Seasonal Sensitivity Analysis of Ensemble Machine Learning Based Water Quality Predictions to Streamflow Variations: A Case Study of Toowoomba, Queensland, Australia
摘要
Sustainable surface water quality management requires a thorough understanding of the influence of streamflow fluctuations on water quality across different seasons. The objective of this study is to explore the seasonal sensitivity of previously developed XGBoost-BO ensemble machine learning model to predict Water Quality Index (WQI) using streamflow as the sole input. This study applied Shapley Additive explanations (SHAP) and Partial Dependence Plots (PDP) to interpret the response of the developed models across four distinct seasons of Australia. The analysis reveals that WQI predictions exhibit varying degrees of sensitivity to streamflow in different seasons indicating critical thresholds during distinct flow events.
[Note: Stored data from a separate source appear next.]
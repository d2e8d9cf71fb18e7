use std::time::{Duration, Instant};

use opentelemetry::{
    metrics::{Counter, Histogram},
    KeyValue,
};

/// I/O counters for the blob API. Recorded against the global meter; they
/// no-op unless a meter provider is installed.
#[derive(Debug)]
pub struct ApiMetrics {
    pub uploads: Counter<u64>,
    pub upload_bytes: Counter<u64>,
    pub downloads: Counter<u64>,
    pub download_bytes: Counter<u64>,
    pub presigned_uploads: Counter<u64>,
    pub request_latency: Histogram<f64>,
}

impl Default for ApiMetrics {
    fn default() -> Self {
        Self::new()
    }
}

impl ApiMetrics {
    pub fn new() -> ApiMetrics {
        let meter = opentelemetry::global::meter("depot-server");
        let uploads = meter
            .u64_counter("depot.uploads")
            .with_description("number of direct blob uploads")
            .build();
        let upload_bytes = meter
            .u64_counter("depot.upload_bytes")
            .with_description("number of bytes ingested by direct uploads")
            .build();
        let downloads = meter
            .u64_counter("depot.downloads")
            .with_description("number of blob downloads")
            .build();
        let download_bytes = meter
            .u64_counter("depot.download_bytes")
            .with_description("number of bytes served by downloads")
            .build();
        let presigned_uploads = meter
            .u64_counter("depot.presigned_uploads")
            .with_description("number of presigned upload URLs issued")
            .build();
        let request_latency = meter
            .f64_histogram("depot.request_latency")
            .with_description("blob API request latency in seconds")
            .build();
        ApiMetrics {
            uploads,
            upload_bytes,
            downloads,
            download_bytes,
            presigned_uploads,
            request_latency,
        }
    }
}

pub trait TimerUpdate {
    fn add(&self, duration: Duration, labels: &[KeyValue]);
}

impl TimerUpdate for Histogram<f64> {
    fn add(&self, duration: Duration, labels: &[KeyValue]) {
        self.record(duration.as_secs_f64(), labels);
    }
}

/// Records elapsed time into the metric when dropped.
pub struct Timer<'a, T: TimerUpdate + Sync> {
    start: Instant,
    metric: &'a T,
    labels: &'a [KeyValue],
}

impl<'a, T: TimerUpdate + Sync> Timer<'a, T> {
    pub fn start_with_labels(metric: &'a T, labels: &'a [KeyValue]) -> Self {
        Self {
            start: Instant::now(),
            metric,
            labels,
        }
    }
}

impl<'a, T: TimerUpdate + Sync> Drop for Timer<'a, T> {
    fn drop(&mut self) {
        self.metric.add(self.start.elapsed(), self.labels);
    }
}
The novelty of this study lies in its independent contribution of conducting seasonal sensitivity analysis using advanced explainability tools. This study investigates how and why the model responds differently to streamflow variations. The findings reveal season specific threshold, non-linear behaviors and contrasting flow-response patterns, providing non interpretability insights which are not captured earlier. The findings of the study highlight the significance of season specific interpretation of machine learning models in water quality management particularly under climate variability and provides insight into the perception of hydrological influences on water quality dynamics by the application of explainable artificial intelligence tools.